While Concordia’s chapter of Volunteers In Action and the Simone de Beauvoir Institute for Women’s Studies have teamed up, the Concordia Student Union has made no activities or plans for the month.
“They didn’t help with planning, but they did help facilitate communication between the club and Simone de Beauvoir,” said VIA President Caroline Bourbonnière.
“We’re going to be helping them out with their space booking and helping them out to get various licenses they may need,” said CSU VP External Chad Walcott. “Basically, allowing them [access to] the resources that the CSU has in order to host [any activities] they may be having.”
In the past, the CSU’s Women’s Caucus had organized events for the annual Women’s Week. However, that body was eliminated in the recent revamping of the CSU bylaws, leaving responsibility for organizing Women’s Week to Walcott.
Walcott said that while he was glad to lend a hand to VIA and SDBI, because of his heavy involvement in the anti-tuition hike movement the CSU would be unable to formally organize Women’s Week this year.
“The main reason we weren’t able to handle all the events is because it’s under my portfolio and I was concentrating on the tuition issue,” he said.
“So that’s why we’re trying to take more of a collaborative stance and use all the resources we can to make a women’s [month] that’s representative of women’s issues but also has participation from a wide amount of people in the Concordia community.”
A full list of activities is hard to come by online, as both the CSU and VIA were experiencing technical difficulties with their websites at press time. However, Bourbonnière said she expects to have the website back online shortly and noted a Facebook event page was on its way.
Among the events planned are guest speakers—including Kenyan parliamentary candidate, author and women’s advocate Flora Terah on March 2—workshops, bake sales, and a production of the play The Vagina Monologues.
Bourbonnière said that while much of the planning was done by the SDB, VIA hope to use their influence to get word of the events to a larger group of people.
“We’re going to be helping the SDBI to get a wider audience because I think they have some really amazing things to say and I don’t think enough women pay attention to what they’re saying.

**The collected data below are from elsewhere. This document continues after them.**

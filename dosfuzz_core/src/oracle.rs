use crate::config::AnomalyMode;
use crate::executor::ExecutionOutcome;
use crate::image::{Interval, PatchCandidate};
use serde::Serialize;
use std::fmt;

/// Which anomaly flags one execution raised. The flags are independent;
/// whether they count depends on the active [`AnomalyMode`].
#[derive(Debug, Clone, Copy, Default, PartialEq, Eq, Serialize)]
pub struct AnomalyVerdict {
    pub timing_anomaly: bool,
    pub return_code_anomaly: bool,
}

impl AnomalyVerdict {
    pub fn any(&self) -> bool {
        self.timing_anomaly || self.return_code_anomaly
    }

    /// True if this verdict counts as a hit under `mode`.
    pub fn is_hit(&self, mode: AnomalyMode) -> bool {
        match mode {
            AnomalyMode::Continuous => self.any(),
            AnomalyMode::ReturnCode => self.return_code_anomaly,
            AnomalyMode::Time => self.timing_anomaly,
        }
    }
}

/// Compares execution outcomes against the calibrated baseline.
#[derive(Debug, Clone, PartialEq, Eq)]
pub struct AnomalyOracle {
    expected_execution_ms: u64,
    ignored_return_codes: Vec<i32>,
}

impl AnomalyOracle {
    pub fn new(expected_execution_ms: u64, ignored_return_codes: Vec<i32>) -> Self {
        Self {
            expected_execution_ms,
            ignored_return_codes,
        }
    }

    pub fn classify(&self, outcome: &ExecutionOutcome) -> AnomalyVerdict {
        classify(
            outcome,
            self.expected_execution_ms,
            &self.ignored_return_codes,
        )
    }
}

/// Exit codes listed in `ignored_return_codes` are treated as expected.
pub fn classify(
    outcome: &ExecutionOutcome,
    expected_execution_ms: u64,
    ignored_return_codes: &[i32],
) -> AnomalyVerdict {
    AnomalyVerdict {
        timing_anomaly: outcome.elapsed_ms > expected_execution_ms,
        return_code_anomaly: outcome.return_code != 0
            && !ignored_return_codes.contains(&outcome.return_code),
    }
}

/// A patch that provoked an anomaly.
#[derive(Debug, Clone, PartialEq, Eq, Serialize)]
pub struct AnomalyReport {
    pub interval: Interval,
    pub bytes: Vec<u8>,
    pub outcome: ExecutionOutcome,
    pub verdict: AnomalyVerdict,
}

impl AnomalyReport {
    pub fn new(candidate: &PatchCandidate, outcome: ExecutionOutcome, verdict: AnomalyVerdict) -> Self {
        Self {
            interval: candidate.interval,
            bytes: candidate.bytes.clone(),
            outcome,
            verdict,
        }
    }

    /// `ret`, `time (<ms>ms)`, or both.
    pub fn tag(&self) -> String {
        let mut parts = Vec::with_capacity(2);
        if self.verdict.return_code_anomaly {
            parts.push("ret".to_string());
        }
        if self.verdict.timing_anomaly {
            parts.push(format!("time ({}ms)", self.outcome.elapsed_ms));
        }
        parts.join(", ")
    }
}

impl fmt::Display for AnomalyReport {
    fn fmt(&self, f: &mut fmt::Formatter<'_>) -> fmt::Result {
        write!(f, "{:#x} | {:<16} |", self.interval.start, self.tag())?;
        for byte in &self.bytes {
            write!(f, " {byte:02x}")?;
        }
        Ok(())
    }
}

“There are still so many inequalities in society in regards to women and men,” she continued. “There aren’t enough women in parliament or high-standing positions and I feel even the media portrays women in a certain way. […] It’s also a good time to celebrate all the women that are doing so well, [as well as examine] human rights—there are women who are going through atrocious situations in other countries.”